* The records
━━━━━━

use std::fs;
use std::path::{Path, PathBuf};
use std::sync::{Mutex, MutexGuard};

use serde::{Deserialize, Serialize};
use tracing::{debug, error};

use crate::economy::PointStore;
use crate::error::Result;

#[derive(Debug, Default, Serialize, Deserialize)]
struct LedgerFile {
    balance: u64,
}

/// Point balance persisted to a JSON file after every change
#[derive(Debug)]
pub struct FileLedger {
    path: PathBuf,
    balance: Mutex<u64>,
}

impl FileLedger {
    /// Open the ledger at `path`, starting from `initial` if it does not exist
    pub fn open<P: AsRef<Path>>(path: P, initial: u64) -> Result<Self> {
        let path = path.as_ref().to_path_buf();
        let exists = path.exists();
        let balance = if exists {
            let content = fs::read_to_string(&path)?;
            let file: LedgerFile = serde_json::from_str(&content)?;
            debug!("Loaded ledger {:?}: balance={}", path, file.balance);
            file.balance
        } else {
            initial
        };

        let ledger = Self {
            path,
            balance: Mutex::new(balance),
        };
        if !exists {
            ledger.persist(balance)?;
        }
        Ok(ledger)
    }

    pub fn path(&self) -> &Path {
        &self.path
    }

    fn lock(&self) -> MutexGuard<'_, u64> {
        self.balance.lock().unwrap_or_else(|e| e.into_inner())
    }

    fn persist(&self, balance: u64) -> Result<()> {
        if let Some(parent) = self.path.parent()
            && !parent.as_os_str().is_empty()
        {
            fs::create_dir_all(parent)?;
        }
        fs::write(&self.path, serde_json::to_string(&LedgerFile { balance })?)?;
        Ok(())
    }

    fn persist_logged(&self, balance: u64) {
        if let Err(e) = self.persist(balance) {
            error!("Failed to persist ledger {:?}: {}", self.path, e);
        }
    }
}

impl PointStore for FileLedger {
    fn balance(&self) -> u64 {
        *self.lock()
    }

    /// A spend only succeeds once the new balance is on disk
    fn try_spend(&self, amount: u64) -> bool {
        let mut balance = self.lock();
        if *balance < amount {
            return false;
        }
        let remaining = *balance - amount;
        if let Err(e) = self.persist(remaining) {
            error!("Failed to persist ledger {:?}, spend declined: {}", self.path, e);
            return false;
        }
        *balance = remaining;
        true
    }

    /// Deposits are kept in memory even if the write fails; the next
    /// successful write catches the file up.
    fn deposit(&self, amount: u64) {
        let mut balance = self.lock();
        *balance = balance.saturating_add(amount);
        self.persist_logged(*balance);
    }
}

#[cfg(test)]
mod tests {
    use super::*;
    use tempfile::TempDir;

    #[test]
    fn test_open_creates_with_initial_balance() {
        let temp = TempDir::new().unwrap();
        let path = temp.path().join("points.json");

        let ledger = FileLedger::open(&path, 25).unwrap();
        assert_eq!(ledger.balance(), 25);
        assert!(path.exists());
    }

    #[test]
    fn test_balance_survives_reopen() {
        let temp = TempDir::new().unwrap();
        let path = temp.path().join("points.json");

        {
            let ledger = FileLedger::open(&path, 25).unwrap();
            assert!(ledger.try_spend(10));
            ledger.deposit(3);
        }

        // Initial value is ignored once the file exists
        let ledger = FileLedger::open(&path, 999).unwrap();
        assert_eq!(ledger.balance(), 18);
    }

    #[test]
    fn test_declined_spend_is_not_persisted() {
        let temp = TempDir::new().unwrap();
        let path = temp.path().join("points.json");

        let ledger = FileLedger::open(&path, 5).unwrap();
        assert!(!ledger.try_spend(6));
        drop(ledger);

        assert_eq!(FileLedger::open(&path, 0).unwrap().balance(), 5);
    }

    #[test]
    fn test_spend_declined_when_write_fails() {
        let temp = TempDir::new().unwrap();
        let path = temp.path().join("points.json");

        let ledger = FileLedger::open(&path, 20).unwrap();
        // A directory at the ledger path makes every write fail
        fs::remove_file(&path).unwrap();
        fs::create_dir(&path).unwrap();

        assert!(!ledger.try_spend(5));
        assert_eq!(ledger.balance(), 20);
    }

    #[test]
    fn test_corrupt_ledger_is_error() {
        let temp = TempDir::new().unwrap();
        let path = temp.path().join("points.json");
        fs::write(&path, "not json").unwrap();

        assert!(FileLedger::open(&path, 0).is_err());
    }
}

━━━━━━

* Problem statement
Print out the entire listing. Keep every line exact.

* Response for this exercise
use std::fs;
use std::path::{Path, PathBuf};
use std::sync::{Mutex, MutexGuard};

use serde::{Deserialize, Serialize};
use tracing::{debug, error};

use crate::economy::PointStore;
use crate::error::Result;

#[derive(Debug, Default, Serialize, Deserialize)]
struct LedgerFile {
    balance: u64,
}

/// Point balance persisted to a JSON file after every change
#[derive(Debug)]
pub struct FileLedger {
    path: PathBuf,
    balance: Mutex<u64>,
}

impl FileLedger {
    /// Open the ledger at `path`, starting from `initial` if it does not exist
    pub fn open<P: AsRef<Path>>(path: P, initial: u64) -> Result<Self> {
        let path = path.as_ref().to_path_buf();
        let exists = path.exists();
        let balance = if exists {
            let content = fs::read_to_string(&path)?;
            let file: LedgerFile = serde_json::from_str(&content)?;
            debug!("Loaded ledger {:?}: balance={}", path, file.balance);
            file.balance
        } else {
            initial
        };

        let ledger = Self {
            path,
            balance: Mutex::new(balance),
        };
        if !exists {
            ledger.persist(balance)?;
        }
        Ok(ledger)
    }

    pub fn path(&self) -> &Path {
        &self.path
    }

    fn lock(&self) -> MutexGuard<'_, u64> {
        self.balance.lock().unwrap_or_else(|e| e.into_inner())
    }

    fn persist(&self, balance: u64) -> Result<()> {
        if let Some(parent) = self.path.parent()
            && !parent.as_os_str().is_empty()
        {
            fs::create_dir_all(parent)?;
        }
        fs::write(&self.path, serde_json::to_string(&LedgerFile { balance })?)?;
        Ok(())
    }

    fn persist_logged(&self, balance: u64) {
        if let Err(e) = self.persist(balance) {
            error!("Failed to persist ledger {:?}: {}", self.path, e);
        }
    }
}

impl PointStore for FileLedger {
    fn balance(&self) -> u64 {
        *self.lock()
    }

    /// A spend only succeeds once the new balance is on disk
    fn try_spend(&self, amount: u64) -> bool {
        let mut balance = self.lock();
        if *balance < amount {
            return false;
        }
        let remaining = *balance - amount;
        if let Err(e) = self.persist(remaining) {
            error!("Failed to persist ledger {:?}, spend declined: {}", self.path, e);
            return false;
        }
        *balance = remaining;
        true
    }

    /// Deposits are kept in memory even if the write fails; the next
    /// successful write catches the file up.
    fn deposit(&self, amount: u64) {
        let mut balance = self.lock();
        *balance = balance.saturating_add(amount);
        self.persist_logged(*balance);
    }
}

#[cfg(test)]
mod tests {
    use super::*;
    use tempfile::TempDir;

    #[test]
    fn test_open_creates_with_initial_balance() {
        let temp = TempDir::new().unwrap();
        let path = temp.path().join("points.json");

        let ledger = FileLedger::open(&path, 25).unwrap();
        assert_eq!(ledger.balance(), 25);
        assert!(path.exists());
    }

    #[test]
    fn test_balance_survives_reopen() {
        let temp = TempDir::new().unwrap();
        let path = temp.path().join("points.json");

        {
            let ledger = FileLedger::open(&path, 25).unwrap();
            assert!(ledger.try_spend(10));
            ledger.deposit(3);
        }

        // Initial value is ignored once the file exists
        let ledger = FileLedger::open(&path, 999).unwrap();
        assert_eq!(ledger.balance(), 18);
    }

    #[test]
    fn test_declined_spend_is_not_persisted() {
        let temp = TempDir::new().unwrap();
        let path = temp.path().join("points.json");

        let ledger = FileLedger::open(&path, 5).unwrap();
        assert!(!ledger.try_spend(6));
        drop(ledger);

        assert_eq!(FileLedger::open(&path, 0).unwrap().balance(), 5);
    }

    #[test]
    fn test_spend_declined_when_write_fails() {
        let temp = TempDir::new().unwrap();
        let path = temp.path().join("points.json");

        let ledger = FileLedger::open(&path, 20).unwrap();
        // A directory at the ledger path makes every write fail
        fs::remove_file(&path).unwrap();
        fs::create_dir(&path).unwrap();

        assert!(!ledger.try_spend(5));
        assert_eq!(ledger.balance(), 20);
    }

    #[test]
    fn test_corrupt_ledger_is_error() {
        let temp = TempDir::new().unwrap();
        let path = temp.path().join("points.json");
        fs::write(&path, "not json").unwrap();

        assert!(FileLedger::open(&path, 0).is_err());
    }
}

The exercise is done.